Material provided =

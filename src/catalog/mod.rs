//! Product catalog domain: products, the view pipeline, statistics and export

pub mod error;
pub mod export;
pub mod product;
pub mod stats;
pub mod store;
pub mod view;
pub mod view_model;

pub use error::{CatalogError, CatalogResult, FormField, ValidationError};
pub use export::{export_csv, export_file_name, write_export, CSV_HEADERS};
pub use product::{
    category_name_for_id, Category, CategoryChoice, Product, ProductChanges, ProductDraft,
    ProductId, PLACEHOLDER_IMAGE_URL,
};
pub use stats::CatalogStats;
pub use store::{FetchOutcome, FetchTicket, ProductStore};
pub use view::{compute_view, PageItem, ProductView, SortKey, SortOrder};
pub use view_model::{ProductListViewModel, ViewState, DEFAULT_PAGE_SIZE};
//! Display model: everything the widgets print, computed from the model
//!
//! Widgets only lay out and color these strings, so the wording and the
//! pagination rules can be tested without a terminal.

use crate::catalog::view::{page_window, record_range};
use crate::catalog::{PageItem, Product, ProductListViewModel, SortKey, PLACEHOLDER_IMAGE_URL};
use crate::tea::model::RefreshState;

/// Shown when a product has no description
pub const NO_DESCRIPTION: &str = "No description";

/// One table row
#[derive(Debug, Clone, PartialEq)]
pub struct RowDisplay {
    pub id: String,
    pub title: String,
    pub price: String,
    pub category: String,
    pub description: String,
    pub selected: bool,
}

impl RowDisplay {
    pub fn from_product(product: &Product, selected: bool) -> Self {
        Self {
            id: product.id.to_string(),
            title: product.title.clone(),
            price: product.display_price(),
            category: product.category_name().unwrap_or("N/A").to_string(),
            description: product.description_text().unwrap_or(NO_DESCRIPTION).to_string(),
            selected,
        }
    }
}

/// Detail overlay contents
#[derive(Debug, Clone, PartialEq)]
pub struct DetailDisplay {
    pub id: String,
    pub title: String,
    pub price: String,
    pub category: String,
    pub description: String,
    pub image: String,
}

impl DetailDisplay {
    pub fn from_product(product: &Product) -> Self {
        Self {
            id: product.id.to_string(),
            title: product.title.clone(),
            price: product.display_price(),
            category: product.category_name().unwrap_or("N/A").to_string(),
            description: product.description_text().unwrap_or(NO_DESCRIPTION).to_string(),
            image: product.first_image().unwrap_or(PLACEHOLDER_IMAGE_URL).to_string(),
        }
    }
}

/// Page navigation bar; absent when everything fits on one page
#[derive(Debug, Clone, PartialEq)]
pub struct PaginationDisplay {
    pub items: Vec<PageItem>,
    pub current: usize,
    pub total_pages: usize,
    pub has_previous: bool,
    pub has_next: bool,
    /// `11-20 of 45`
    pub range: String,
}

/// Aggregate numbers above the table
#[derive(Debug, Clone, PartialEq)]
pub struct StatsDisplay {
    pub total_products: String,
    pub total_categories: String,
    pub average_price: String,
}

/// Everything printed for the product list screen
#[derive(Debug, Clone, PartialEq)]
pub struct CatalogDisplay {
    pub rows: Vec<RowDisplay>,
    pub title_header: String,
    pub price_header: String,
    pub pagination: Option<PaginationDisplay>,
    /// `3 results`, only while a query is active
    pub result_count: Option<String>,
    pub page_size: String,
    pub stats: StatsDisplay,
    /// Shown instead of rows when nothing matches
    pub empty_message: Option<String>,
}

impl CatalogDisplay {
    pub fn project(catalog: &ProductListViewModel, selected_row: usize) -> Self {
        let state = catalog.state();
        let view = catalog.view();

        let rows = view
            .page
            .iter()
            .enumerate()
            .map(|(index, product)| RowDisplay::from_product(product, index == selected_row))
            .collect();

        let header = |label: &str, key: SortKey| {
            if state.sort_key == key {
                format!("{} {}", label, state.sort_order.arrow())
            } else {
                label.to_string()
            }
        };

        let pagination = (view.total_pages > 1).then(|| {
            let (start, end) = record_range(state.page_index, state.page_size, view.total_count);
            PaginationDisplay {
                items: page_window(state.page_index, view.total_pages),
                current: state.page_index,
                total_pages: view.total_pages,
                has_previous: state.page_index > 1,
                has_next: state.page_index < view.total_pages,
                range: format!("{}-{} of {}", start, end, view.total_count),
            }
        });

        let result_count = (!state.query.is_empty()).then(|| match view.total_count {
            1 => "1 result".to_string(),
            n => format!("{} results", n),
        });

        let empty_message = view.page.is_empty().then(|| {
            if catalog.products().is_empty() {
                "No products loaded".to_string()
            } else {
                format!("No products match \"{}\"", state.query)
            }
        });

        let stats = catalog.stats();

        Self {
            rows,
            title_header: header("Title", SortKey::Title),
            price_header: header("Price", SortKey::Price),
            pagination,
            result_count,
            page_size: format!("{} / page", state.page_size),
            stats: StatsDisplay {
                total_products: stats.total_products.to_string(),
                total_categories: stats.total_categories.to_string(),
                average_price: stats.average_price_label(),
            },
            empty_message,
        }
    }
}

/// Status line text for the refresh timer
pub fn refresh_label(refresh: &RefreshState) -> String {
    let state = if refresh.is_loading() {
        "Refreshing..."
    } else if !refresh.active || refresh.paused {
        "Auto-refresh paused"
    } else {
        "Auto-refresh on"
    };

    match refresh.last_updated {
        Some(at) => format!("{} · updated {}", state, at.format("%H:%M:%S")),
        None => state.to_string(),
    }
}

What you are asked to do = Every line from the data above that contains "then" must appear in the answer.

Written answer =
        let pagination = (view.total_pages > 1).then(|| {
        let result_count = (!state.query.is_empty()).then(|| match view.total_count {
        let empty_message = view.page.is_empty().then(|| {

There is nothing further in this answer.